Market Research Method
Market research usually involves sending out surveys and other forms to get feedback from customers. These surveys will open an eye into your customers’ minds, letting you know how they feel about your current supply/demand balance. This method can take a lot of time and resources, but there are also tools that you can use to make it easier, such as programs that can help you collect data from both the consumer and the local market.

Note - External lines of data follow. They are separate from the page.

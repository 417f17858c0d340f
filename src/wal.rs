use std::fs::{self, File, OpenOptions};
use std::io::{self, BufReader, BufWriter, Read, Write};
use std::path::{Path, PathBuf};

use crate::model::Event;

/// Entries larger than this are treated as corruption on replay.
const MAX_ENTRY_BYTES: usize = 1 << 20;

/// Encode a single event to [len][bincode][crc32] format.
fn encode_event(writer: &mut impl Write, event: &Event) -> io::Result<()> {
    let payload =
        bincode::serialize(event).map_err(|e| io::Error::new(io::ErrorKind::InvalidData, e))?;
    let len = payload.len() as u32;
    let crc = crc32fast::hash(&payload);
    writer.write_all(&len.to_le_bytes())?;
    writer.write_all(&payload)?;
    writer.write_all(&crc.to_le_bytes())?;
    Ok(())
}

/// Read one `[len][payload][crc]` entry. `Ok(None)` at a clean or torn end.
fn read_entry(reader: &mut impl Read) -> io::Result<Option<Vec<u8>>> {
    fn fill(reader: &mut impl Read, buf: &mut [u8]) -> io::Result<bool> {
        match reader.read_exact(buf) {
            Ok(()) => Ok(true),
            Err(e) if e.kind() == io::ErrorKind::UnexpectedEof => Ok(false),
            Err(e) => Err(e),
        }
    }

    let mut len_buf = [0u8; 4];
    if !fill(reader, &mut len_buf)? {
        return Ok(None);
    }
    let len = u32::from_le_bytes(len_buf) as usize;
    if len > MAX_ENTRY_BYTES {
        return Ok(None);
    }
    let mut payload = vec![0u8; len];
    if !fill(reader, &mut payload)? {
        return Ok(None);
    }
    let mut crc_buf = [0u8; 4];
    if !fill(reader, &mut crc_buf)? {
        return Ok(None);
    }
    if u32::from_le_bytes(crc_buf) != crc32fast::hash(&payload) {
        return Ok(None);
    }
    Ok(Some(payload))
}

/// Decode the valid prefix of the log: its events and its length in bytes.
fn scan(path: &Path) -> io::Result<(Vec<Event>, u64)> {
    let file = match File::open(path) {
        Ok(f) => f,
        Err(e) if e.kind() == io::ErrorKind::NotFound => return Ok((Vec::new(), 0)),
        Err(e) => return Err(e),
    };
    let mut reader = BufReader::new(file);
    let mut events = Vec::new();
    let mut valid_len = 0u64;
    while let Some(payload) = read_entry(&mut reader)? {
        match bincode::deserialize::<Event>(&payload) {
            Ok(event) => events.push(event),
            Err(_) => break,
        }
        valid_len += (payload.len() + 8) as u64;
    }
    Ok((events, valid_len))
}

/// Append-only reservation log.
///
/// Format per entry: `[u32: len][bincode: Event][u32: crc32]`
/// - `len` is the byte length of the bincode payload (not including the CRC).
/// - A torn last entry (crash mid-write) is discarded via length-prefix + CRC check.
///
/// Appends are staged in memory and written as one batch by `flush_sync`.
/// A batch that fails to write or sync is cut off the file again, so the log
/// only ever holds whole batches that were reported durable.
pub struct Wal {
    file: File,
    path: PathBuf,
    /// Encoded entries of the batch being built.
    pending: Vec<u8>,
    pending_entries: u64,
    /// File length after the last durable batch.
    committed_len: u64,
    /// A failed rollback left bytes past `committed_len`.
    needs_truncate: bool,
    appends_since_compact: u64,
}

impl Wal {
    /// Open (or create) the WAL file at `path`, dropping any torn tail so new
    /// entries land right after the last valid one.
    pub fn open(path: &Path) -> io::Result<Self> {
        let (_, valid_len) = scan(path)?;
        let file = OpenOptions::new().create(true).append(true).open(path)?;
        if file.metadata()?.len() > valid_len {
            tracing::warn!("truncating torn wal tail at {valid_len} bytes");
            file.set_len(valid_len)?;
            file.sync_all()?;
        }
        Ok(Self {
            file,
            path: path.to_path_buf(),
            pending: Vec::new(),
            pending_entries: 0,
            committed_len: valid_len,
            needs_truncate: false,
            appends_since_compact: 0,
        })
    }

    /// Append and fsync one event. The engine goes through
    /// `append_buffered` + `flush_sync` for group commit instead.
    #[cfg(test)]
    pub fn append(&mut self, event: &Event) -> io::Result<()> {
        self.append_buffered(event)?;
        self.flush_sync()
    }

    /// Stage an event in the current batch. Durable only after `flush_sync()`.
    pub fn append_buffered(&mut self, event: &Event) -> io::Result<()> {
        encode_event(&mut self.pending, event)?;
        self.pending_entries += 1;
        Ok(())
    }

    /// Drop the staged batch without touching the file.
    pub fn discard_pending(&mut self) {
        self.pending.clear();
        self.pending_entries = 0;
    }

    /// Write and fsync the staged batch. On error the file is cut back to its
    /// length before the batch.
    pub fn flush_sync(&mut self) -> io::Result<()> {
        self.commit(|file, bytes| file.write_all(bytes))
    }

    fn commit(&mut self, write: impl FnOnce(&mut File, &[u8]) -> io::Result<()>) -> io::Result<()> {
        if self.needs_truncate {
            self.truncate_to_committed()?;
        }
        let bytes = std::mem::take(&mut self.pending);
        let entries = std::mem::take(&mut self.pending_entries);
        match write(&mut self.file, &bytes).and_then(|()| self.file.sync_all()) {
            Ok(()) => {
                self.committed_len += bytes.len() as u64;
                self.appends_since_compact += entries;
                Ok(())
            }
            Err(e) => {
                if let Err(te) = self.truncate_to_committed() {
                    tracing::error!(
                        "wal rollback to {} bytes failed: {te}",
                        self.committed_len
                    );
                }
                Err(e)
            }
        }
    }

    fn truncate_to_committed(&mut self) -> io::Result<()> {
        self.needs_truncate = true;
        self.file.set_len(self.committed_len)?;
        self.file.sync_all()?;
        self.needs_truncate = false;
        Ok(())
    }

    pub fn path(&self) -> &Path {
        &self.path
    }

    /// Write compacted events to a temp file next to the WAL and fsync.
    pub fn write_compact_file(path: &Path, events: &[Event]) -> io::Result<()> {
        let tmp_path = path.with_extension("wal.tmp");
        let file = File::create(&tmp_path)?;
        let mut writer = BufWriter::new(file);
        for event in events {
            encode_event(&mut writer, event)?;
        }
        writer.flush()?;
        writer.get_ref().sync_all()
    }

    /// Atomic swap: rename temp file over the WAL and reopen.
    pub fn swap_compact_file(&mut self) -> io::Result<()> {
        let tmp_path = self.path.with_extension("wal.tmp");
        fs::rename(&tmp_path, &self.path)?;
        let file = OpenOptions::new()
            .create(true)
            .append(true)
            .open(&self.path)?;
        self.committed_len = file.metadata()?.len();
        self.file = file;
        self.needs_truncate = false;
        self.discard_pending();
        self.appends_since_compact = 0;
        Ok(())
    }

    #[cfg(test)]
    pub fn compact(&mut self, events: &[Event]) -> io::Result<()> {
        Self::write_compact_file(&self.path, events)?;
        self.swap_compact_file()
    }

    pub fn appends_since_compact(&self) -> u64 {
        self.appends_since_compact
    }

    /// Replay the WAL from disk, returning all valid events.
    /// Replay stops at the first torn or corrupt entry.
    pub fn replay(path: &Path) -> io::Result<Vec<Event>> {
        scan(path).map(|(events, _)| events)
    }
}

#[cfg(test)]
mod tests {
    use super::*;
    use crate::model::{Place, Span, Studio};
    use ulid::Ulid;

    fn tmp_path(name: &str) -> PathBuf {
        let dir = std::env::temp_dir().join("studiobook_test_wal");
        fs::create_dir_all(&dir).unwrap();
        let path = dir.join(name);
        let _ = fs::remove_file(&path);
        path
    }

    fn place_created() -> Event {
        Event::PlaceCreated {
            place: Place {
                id: Ulid::new(),
                name: "Warehouse".into(),
                city: "Nantes".into(),
                address: Some("1 quai".into()),
            },
        }
    }

    fn studio_created(place_id: Ulid) -> Event {
        Event::StudioCreated {
            studio: Studio {
                id: Ulid::new(),
                place_id,
                name: "Live room".into(),
                description: None,
                hourly_price: 3000,
                has_options: true,
                authorize_premium: false,
            },
        }
    }

    fn admitted(studio_id: Ulid) -> Event {
        Event::ReservationAdmitted {
            id: Ulid::new(),
            user_id: Ulid::new(),
            studio_id,
            option_id: None,
            coupon_id: None,
            span: Span::new(1000, 2000),
            created_at: 500,
        }
    }

    #[test]
    fn append_and_replay() {
        let path = tmp_path("append_and_replay.wal");
        let events = vec![place_created(), studio_created(Ulid::new()), admitted(Ulid::new())];
        {
            let mut wal = Wal::open(&path).unwrap();
            for e in &events {
                wal.append(e).unwrap();
            }
        }
        assert_eq!(Wal::replay(&path).unwrap(), events);
        let _ = fs::remove_file(&path);
    }

    #[test]
    fn replay_drops_torn_tail() {
        let path = tmp_path("torn_tail.wal");
        let event = place_created();
        {
            let mut wal = Wal::open(&path).unwrap();
            wal.append(&event).unwrap();
        }
        {
            let mut f = OpenOptions::new().append(true).open(&path).unwrap();
            f.write_all(&[7u8; 6]).unwrap();
        }
        assert_eq!(Wal::replay(&path).unwrap(), vec![event]);
        let _ = fs::remove_file(&path);
    }

    #[test]
    fn replay_nonexistent_file() {
        let path = tmp_path("nonexistent.wal");
        assert!(Wal::replay(&path).unwrap().is_empty());
    }

    #[test]
    fn replay_stops_at_bad_crc() {
        let path = tmp_path("bad_crc.wal");
        let good = place_created();
        {
            let mut wal = Wal::open(&path).unwrap();
            wal.append(&good).unwrap();
        }
        {
            let payload = bincode::serialize(&admitted(Ulid::new())).unwrap();
            let mut f = OpenOptions::new().append(true).open(&path).unwrap();
            f.write_all(&(payload.len() as u32).to_le_bytes()).unwrap();
            f.write_all(&payload).unwrap();
            f.write_all(&0xDEADBEEFu32.to_le_bytes()).unwrap();
        }
        assert_eq!(Wal::replay(&path).unwrap(), vec![good]);
        let _ = fs::remove_file(&path);
    }

    #[test]
    fn replay_rejects_absurd_length() {
        let path = tmp_path("absurd_len.wal");
        {
            let mut f = File::create(&path).unwrap();
            f.write_all(&u32::MAX.to_le_bytes()).unwrap();
            f.write_all(&[0u8; 16]).unwrap();
        }
        assert!(Wal::replay(&path).unwrap().is_empty());
        let _ = fs::remove_file(&path);
    }

    #[test]
    fn compact_then_append() {
        let path = tmp_path("compact_append.wal");
        let studio_id = Ulid::new();
        let churn: Vec<Event> = (0..20).map(|_| admitted(studio_id)).collect();
        let compacted = vec![place_created()];
        let after = admitted(studio_id);
        {
            let mut wal = Wal::open(&path).unwrap();
            for e in &churn {
                wal.append(e).unwrap();
            }
            let before = fs::metadata(&path).unwrap().len();
            wal.compact(&compacted).unwrap();
            assert_eq!(wal.appends_since_compact(), 0);
            assert!(fs::metadata(&path).unwrap().len() < before);
            wal.append(&after).unwrap();
        }
        assert_eq!(Wal::replay(&path).unwrap(), vec![compacted[0].clone(), after]);
        let _ = fs::remove_file(&path);
    }

    #[test]
    fn appends_count_once_durable() {
        let path = tmp_path("buffered_flush.wal");
        let events: Vec<Event> = (0..5).map(|_| place_created()).collect();
        {
            let mut wal = Wal::open(&path).unwrap();
            for e in &events {
                wal.append_buffered(e).unwrap();
            }
            assert_eq!(wal.appends_since_compact(), 0);
            wal.flush_sync().unwrap();
            assert_eq!(wal.appends_since_compact(), 5);
        }
        assert_eq!(Wal::replay(&path).unwrap(), events);
        let _ = fs::remove_file(&path);
    }

    #[test]
    fn failed_batch_leaves_no_bytes_behind() {
        let path = tmp_path("failed_batch.wal");
        let kept = place_created();
        let lost = vec![admitted(Ulid::new()), admitted(Ulid::new())];
        let later = admitted(Ulid::new());
        {
            let mut wal = Wal::open(&path).unwrap();
            wal.append(&kept).unwrap();
            let len_before = fs::metadata(&path).unwrap().len();

            for e in &lost {
                wal.append_buffered(e).unwrap();
            }
            // The disk fills up partway through the second entry.
            let result = wal.commit(|file, bytes| {
                file.write_all(&bytes[..bytes.len() - 5])?;
                Err(io::Error::new(io::ErrorKind::StorageFull, "no space left"))
            });
            assert!(result.is_err());
            assert_eq!(fs::metadata(&path).unwrap().len(), len_before);
            assert_eq!(wal.appends_since_compact(), 1);

            wal.append(&later).unwrap();
        }
        assert_eq!(Wal::replay(&path).unwrap(), vec![kept, later]);
        let _ = fs::remove_file(&path);
    }

    #[test]
    fn discarded_batch_is_never_written() {
        let path = tmp_path("discarded.wal");
        let later = place_created();
        {
            let mut wal = Wal::open(&path).unwrap();
            wal.append_buffered(&admitted(Ulid::new())).unwrap();
            wal.discard_pending();
            wal.append(&later).unwrap();
        }
        assert_eq!(Wal::replay(&path).unwrap(), vec![later]);
        let _ = fs::remove_file(&path);
    }

    #[test]
    fn reopen_cuts_torn_tail_before_appending() {
        let path = tmp_path("reopen_torn.wal");
        let first = place_created();
        let second = admitted(Ulid::new());
        {
            let mut wal = Wal::open(&path).unwrap();
            wal.append(&first).unwrap();
        }
        {
            let mut f = OpenOptions::new().append(true).open(&path).unwrap();
            f.write_all(&[7u8; 6]).unwrap();
        }
        {
            let mut wal = Wal::open(&path).unwrap();
            wal.append(&second).unwrap();
        }
        assert_eq!(Wal::replay(&path).unwrap(), vec![first, second]);
        let _ = fs::remove_file(&path);
    }
}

Predictive Sales Analytics Method
This method’s main objective is to help you estimate current demand levels and future demand levels. However, this method will also help you understand which factors have been affecting sales and predict how customers might react to different conditions in the market. With the correct tools, this method will let you examine data from several different sources, combine that data, and then develop predictive models for sales.
Historical Data Method
Past sales data is crucial to any company, due to the fact that this information provides plenty of useful information to that company. Not only will this data provide you with an overall estimate of demand levels, but it will also allow you to see how customers have reacted in the past to situations that may arise again. For instance, if the demand for your product went up during the last three major hurricanes, you might want to consider increasing your supply for the next hurricane season.
Demand Sensing Method
This is easily one of the most efficient methods of demand planning, due to the fact that you are able to see demand levels in real-time. This will give you an advantage when there are sudden changes in demand levels, allowing you to react very quickly and allowing your supply chain to react to these quick changes. This information can also help your company increase its demand planning success as your company gains experience in dealing with these quickly fluctuating demand levels.
Macro-Forecasting Method
This method of demand planning involves looking at the trends of the overall economy to determine estimates of future demand levels for your products. This method can be very useful in giving your company more information to base your estimates on, hopefully resulting in more accurate results. The macro-forecasting method helps you better monitor factors that can have an effect on your supply chain, such as the availability of any raw materials that you may need.